● **Task prompt**
The required output is the exact sequence of lines from the line holding "let rate = f64::from(config.requests_per_second.max(1));" to the end of the records, inclusive.

● **Dataset entries**
//! Outbound rate limiting.
//!
//! A token bucket per pushkin bounds the sustained request rate towards a
//! provider. An empty bucket is reported as backpressure rather than queued:
//! the caller's retry loop supplies the backoff.

use tokio::sync::Mutex;
use tokio::time::Instant;

use crate::config::RateLimitConfig;

/// Token bucket state under the lock.
#[derive(Debug)]
struct BucketState {
    tokens: f64,
    last_refill: Instant,
}

/// Token bucket limiting outbound requests for one pushkin.
#[derive(Debug)]
pub struct RateBucket {
    state: Mutex<BucketState>,
    /// Refill rate in tokens per second.
    rate: f64,
    /// Maximum bucket size.
    capacity: f64,
}

impl RateBucket {
    /// Create a bucket from configuration, starting full.
    pub fn new(config: RateLimitConfig) -> Self {
        let rate = f64::from(config.requests_per_second.max(1));
        let capacity = f64::from(config.burst.unwrap_or(config.requests_per_second).max(1));
        Self {
            state: Mutex::new(BucketState {
                tokens: capacity,
                last_refill: Instant::now(),
            }),
            rate,
            capacity,
        }
    }

    /// Take one token if available.
    ///
    /// Returns `false` when the bucket is empty; the dispatch is then
    /// reported as a transient failure instead of waiting.
    pub async fn try_acquire(&self) -> bool {
        let mut state = self.state.lock().await;

        let now = Instant::now();
        let elapsed = now.duration_since(state.last_refill).as_secs_f64();
        state.tokens = (state.tokens + elapsed * self.rate).min(self.capacity);
        state.last_refill = now;

        if state.tokens >= 1.0 {
            state.tokens -= 1.0;
            true
        } else {
            false
        }
    }
}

● **Worked solution**
        let rate = f64::from(config.requests_per_second.max(1));
        let capacity = f64::from(config.burst.unwrap_or(config.requests_per_second).max(1));
        Self {
            state: Mutex::new(BucketState {
                tokens: capacity,
                last_refill: Instant::now(),
            }),
            rate,
            capacity,
        }
    }

    /// Take one token if available.
    ///
    /// Returns `false` when the bucket is empty; the dispatch is then
    /// reported as a transient failure instead of waiting.
    pub async fn try_acquire(&self) -> bool {
        let mut state = self.state.lock().await;

        let now = Instant::now();
        let elapsed = now.duration_since(state.last_refill).as_secs_f64();
        state.tokens = (state.tokens + elapsed * self.rate).min(self.capacity);
        state.last_refill = now;

        if state.tokens >= 1.0 {
            state.tokens -= 1.0;
            true
        } else {
            false
        }
    }
}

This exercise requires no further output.